Dans une nouvelle qui ravira tous ceux qui ont déjà souhaité que leur système immunitaire ait un « mode rage », des scientifiques ont trouvé un moyen de suralimenter les cellules tueuses naturelles (NK) pour qu'elles s'attaquent aux cancers agressifs. Des chercheurs de l'Institut du cancer Rosalind & Morris Goodman de l'Université McGill, de connivence avec l'Institut de recherche du Centre universitaire de santé McGill, ont découvert que le blocage de deux protéines spécifiques rend ces cellules immunitaires déjà redoutables encore plus enthousiastes à l'idée de détruire les tumeurs.

Dans des études précliniques, ces cellules NK turbochargées ont réussi à tuer des cellules cancéreuses humaines de leucémie, de glioblastome, de cancer du rein et de cancer du sein triple négatif.

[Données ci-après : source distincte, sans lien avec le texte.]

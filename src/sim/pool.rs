//! Fixed-capacity enemy pool
//!
//! Slots live in an arena and are handed out from a free-list. A slot is
//! either free or bound to exactly one live entity, so
//! `free_count() + bound_count() == capacity()` always holds.

use std::collections::BTreeMap;

use super::combat::{CombatStats, EntityId};
use super::wave::EnemyKind;

/// Descriptor held by a bound slot
#[derive(Debug, Clone, Copy, PartialEq)]
pub struct PooledEnemy {
    pub kind: EnemyKind,
    pub stats: CombatStats,
    pub elite: bool,
}

#[derive(Debug)]
pub struct EnemyPool {
    slots: Vec<Option<PooledEnemy>>,
    free: Vec<usize>,
    bound: BTreeMap<EntityId, usize>,
}

impl EnemyPool {
    pub fn new(capacity: usize) -> Self {
        Self {
            slots: vec![None; capacity],
            // Pop from the back so slot 0 is handed out first
            free: (0..capacity).rev().collect(),
            bound: BTreeMap::new(),
        }
    }

    pub fn capacity(&self) -> usize {
        self.slots.len()
    }

    pub fn free_count(&self) -> usize {
        self.free.len()
    }

    pub fn bound_count(&self) -> usize {
        self.bound.len()
    }

    pub fn has_free(&self) -> bool {
        !self.free.is_empty()
    }

    /// Take a free slot for `entity`. Refused when exhausted or already bound.
    pub fn bind(&mut self, entity: EntityId, enemy: PooledEnemy) -> bool {
        if self.bound.contains_key(&entity) {
            log::warn!("entity {} already holds a pool slot", entity);
            return false;
        }
        let Some(slot) = self.free.pop() else {
            log::debug!("enemy pool exhausted ({} slots)", self.capacity());
            return false;
        };
        self.slots[slot] = Some(enemy);
        self.bound.insert(entity, slot);
        true
    }

    /// Return the entity's slot to the free-list
    pub fn release(&mut self, entity: EntityId) -> Option<PooledEnemy> {
        let slot = self.bound.remove(&entity)?;
        self.free.push(slot);
        self.slots[slot].take()
    }

    pub fn get(&self, entity: EntityId) -> Option<&PooledEnemy> {
        let slot = *self.bound.get(&entity)?;
        self.slots[slot].as_ref()
    }

    pub fn bound_entities(&self) -> impl Iterator<Item = EntityId> + '_ {
        self.bound.keys().copied()
    }
}

#[cfg(test)]
mod tests {
    use super::*;
    use proptest::prelude::*;

    fn enemy() -> PooledEnemy {
        PooledEnemy {
            kind: EnemyKind::Basic,
            stats: CombatStats {
                health: 100.0,
                damage: 10.0,
                attack_speed: 1.0,
                range: 50.0,
                move_speed: 100.0,
                is_player: false,
            },
            elite: false,
        }
    }

    #[test]
    fn test_bind_until_exhausted() {
        let mut pool = EnemyPool::new(2);
        assert!(pool.bind(EntityId(1), enemy()));
        assert!(!pool.bind(EntityId(1), enemy()));
        assert!(pool.bind(EntityId(2), enemy()));
        assert!(!pool.bind(EntityId(3), enemy()));
        assert_eq!(pool.free_count(), 0);

        assert_eq!(pool.release(EntityId(1)).map(|e| e.kind), Some(EnemyKind::Basic));
        assert_eq!(pool.release(EntityId(1)), None);
        assert!(pool.bind(EntityId(3), enemy()));
    }

    proptest! {
        #[test]
        fn prop_slots_are_conserved(ops in proptest::collection::vec((any::<bool>(), 0u32..12), 0..200)) {
            let mut pool = EnemyPool::new(8);
            for (bind, id) in ops {
                if bind {
                    pool.bind(EntityId(id), enemy());
                } else {
                    pool.release(EntityId(id));
                }
                prop_assert_eq!(pool.free_count() + pool.bound_count(), pool.capacity());
            }
        }
    }
}
//! Cooldown tracker keyed by skill id
//!
//! Stores an absolute end time per skill on the tracker's own clock, which
//! advances only through `update`.

use std::collections::BTreeMap;

use super::events::{Dispatcher, HandlerId, SimEvent};
use crate::secs_to_ms;

#[derive(Debug, Clone, PartialEq)]
pub enum CooldownEvent {
    Start {
        skill: String,
        total_ms: f64,
    },
    Update {
        skill: String,
        remaining_ms: f64,
        total_ms: f64,
    },
    End {
        skill: String,
    },
}

#[derive(Debug, Clone, Copy, PartialEq, Eq, Hash)]
pub enum CooldownEventKind {
    Start,
    Update,
    End,
}

impl SimEvent for CooldownEvent {
    type Kind = CooldownEventKind;

    fn kind(&self) -> CooldownEventKind {
        match self {
            CooldownEvent::Start { .. } => CooldownEventKind::Start,
            CooldownEvent::Update { .. } => CooldownEventKind::Update,
            CooldownEvent::End { .. } => CooldownEventKind::End,
        }
    }
}

#[derive(Debug, Clone, Copy)]
struct Timer {
    ends_at: f64,
    total_ms: f64,
}

#[derive(Debug, Default)]
pub struct CooldownTracker {
    timers: BTreeMap<String, Timer>,
    now_ms: f64,
    events: Dispatcher<CooldownEvent>,
}

impl CooldownTracker {
    pub fn new() -> Self {
        Self::default()
    }

    pub fn start_cooldown(&mut self, skill: &str, duration_ms: f64) {
        let total_ms = duration_ms.max(0.0);
        self.timers.insert(
            skill.to_string(),
            Timer {
                ends_at: self.now_ms + total_ms,
                total_ms,
            },
        );
        self.events.emit(CooldownEvent::Start {
            skill: skill.to_string(),
            total_ms,
        });
    }

    pub fn is_on_cooldown(&self, skill: &str) -> bool {
        self.timers
            .get(skill)
            .is_some_and(|timer| self.now_ms < timer.ends_at)
    }

    pub fn remaining_ms(&self, skill: &str) -> f64 {
        self.timers
            .get(skill)
            .map_or(0.0, |timer| (timer.ends_at - self.now_ms).max(0.0))
    }

    /// 0 when just started, 1 when ready
    pub fn progress(&self, skill: &str) -> f64 {
        match self.timers.get(skill) {
            Some(timer) if timer.total_ms > 0.0 => {
                (1.0 - self.remaining_ms(skill) / timer.total_ms).clamp(0.0, 1.0)
            }
            _ => 1.0,
        }
    }

    /// Pull the end time forward; expiry is still reported by `update`
    pub fn reduce(&mut self, skill: &str, amount_ms: f64) {
        if let Some(timer) = self.timers.get_mut(skill) {
            timer.ends_at -= amount_ms.max(0.0);
        }
    }

    /// Drop a cooldown without an `End` event
    pub fn reset(&mut self, skill: &str) {
        self.timers.remove(skill);
    }

    pub fn reset_all(&mut self) {
        self.timers.clear();
    }

    pub fn active_count(&self) -> usize {
        self.timers.len()
    }

    /// Advance the clock, emit `End` for expired timers and `Update` for the rest
    pub fn update(&mut self, dt: f32) {
        self.now_ms += secs_to_ms(dt);
        let now = self.now_ms;

        let (expired, running): (Vec<_>, Vec<_>) = self
            .timers
            .iter()
            .map(|(skill, timer)| (skill.clone(), *timer))
            .partition(|(_, timer)| now >= timer.ends_at);

        for (skill, _) in expired {
            self.timers.remove(&skill);
            self.events.emit(CooldownEvent::End { skill });
        }
        for (skill, timer) in running {
            self.events.emit(CooldownEvent::Update {
                skill,
                remaining_ms: timer.ends_at - now,
                total_ms: timer.total_ms,
            });
        }
    }

    pub fn on(
        &mut self,
        kind: CooldownEventKind,
        handler: impl FnMut(&CooldownEvent) + 'static,
    ) -> HandlerId {
        self.events.on(kind, handler)
    }

    pub fn drain_events(&mut self) -> Vec<CooldownEvent> {
        self.events.drain()
    }
}

#[cfg(test)]
mod tests {
    use super::*;

    fn ends(events: &[CooldownEvent], skill: &str) -> usize {
        events
            .iter()
            .filter(|e| matches!(e, CooldownEvent::End { skill: s } if s == skill))
            .count()
    }

    #[test]
    fn test_cooldown_round_trip() {
        let mut tracker = CooldownTracker::new();
        tracker.start_cooldown("breath", 2000.0);
        assert!(tracker.is_on_cooldown("breath"));

        tracker.update(1.0);
        assert!(tracker.is_on_cooldown("breath"));
        assert!((tracker.progress("breath") - 0.5).abs() < 1e-9);

        tracker.update(1.0);
        assert!(!tracker.is_on_cooldown("breath"));
        // Exactly the full duration has passed: one End, already reported
        let events = tracker.drain_events();
        assert_eq!(ends(&events, "breath"), 1);
        assert_eq!(tracker.active_count(), 0);

        tracker.update(1.0);
        assert_eq!(ends(&tracker.drain_events(), "breath"), 0);
    }

    #[test]
    fn test_update_reports_remaining() {
        let mut tracker = CooldownTracker::new();
        tracker.start_cooldown("slash", 3000.0);
        tracker.drain_events();

        tracker.update(1.0);
        let events = tracker.drain_events();
        assert_eq!(
            events,
            vec![CooldownEvent::Update {
                skill: "slash".into(),
                remaining_ms: 2000.0,
                total_ms: 3000.0,
            }]
        );
    }

    #[test]
    fn test_reduce_and_reset() {
        let mut tracker = CooldownTracker::new();
        tracker.start_cooldown("a", 5000.0);
        tracker.start_cooldown("b", 5000.0);

        tracker.reduce("a", 4000.0);
        assert!((tracker.remaining_ms("a") - 1000.0).abs() < 1e-9);
        tracker.reduce("missing", 100.0);

        tracker.reset("b");
        assert!(!tracker.is_on_cooldown("b"));
        assert_eq!(tracker.progress("b"), 1.0);

        tracker.reset_all();
        assert_eq!(tracker.active_count(), 0);
        assert_eq!(tracker.remaining_ms("a"), 0.0);
    }

    #[test]
    fn test_zero_duration_is_never_on_cooldown() {
        let mut tracker = CooldownTracker::new();
        tracker.start_cooldown("passive", 0.0);
        assert!(!tracker.is_on_cooldown("passive"));
        tracker.update(0.0);
        assert_eq!(ends(&tracker.drain_events(), "passive"), 1);
    }
}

Elles ont également considérablement ralenti la croissance tumorale chez des modèles animaux. « Cette approche est particulièrement prometteuse pour les patients qui ont actuellement très peu d'options, lorsque les traitements standard ont échoué », a déclaré l'auteur principal Michel L. Tremblay, professeur émérite James McGill, avec le genre de litote qui suggère qu'il a vu beaucoup de traitements échouer.

Contrairement aux immunothérapies plus tape-à-l'œil qui modifient génétiquement les cellules immunitaires de façon permanente – ce qui est efficace mais à peu près aussi réversible qu'un tatouage – cette nouvelle méthode utilise des médicaments à petites molécules pour stimuler temporairement l'activité des cellules NK. Les changements sont réversibles, offrant une forme d'immunothérapie plus sûre et plus contrôlable. Parce que qui ne veut pas avoir la possibilité de rappeler les chiens d'attaque ?

Les cellules NK proviennent de sang de cordon ombilical donné, qui a été isolé, cultivé et stocké par des scientifiques du Laboratoire de thérapie cellulaire, dirigé par Pierre Laneuville et Linda Peltier à l'Institut de recherche du Centre universitaire de santé McGill. Cela signifie qu'elles peuvent être prêtes à être utilisées immédiatement, contrairement aux thérapies existantes qui nécessitent de personnaliser les propres cellules de chaque patient – un processus qui prend des semaines et coûte plus cher qu'une petite voiture. « Cette approche rendra l'immunothérapie au Centre universitaire de santé McGill plus rapide, plus sûre et plus abordable », a ajouté la chercheuse Chu-Han Feng, qui n'est clairement pas fan des personnalisations compliquées.

L'équipe espère tester la thérapie lors d'essais cliniques sur l'homme, peut-être en ciblant la leucémie myéloïde aiguë, un cancer du sang agressif avec des options de traitement limitées. Les essais attendent actuellement un financement et une approbation réglementaire – les deux plus grands tueurs d'ambiance de la recherche médicale.

L'étude, « L'inhibition de PTPN1/PTPN2 améliore la thérapie anticancéreuse par cellules NK en renforçant l'IL-2 et en atténuant la réponse au TGF-β1 », a été publiée dans EMBO Reports en avril 2026. Le financement provenait d'un consortium de fondations et d'agences gouvernementales, ainsi que des mères qui ont volontairement donné le sang de cordon – parce que parfois les vrais héros sont ceux qui vous fournissent les matières premières.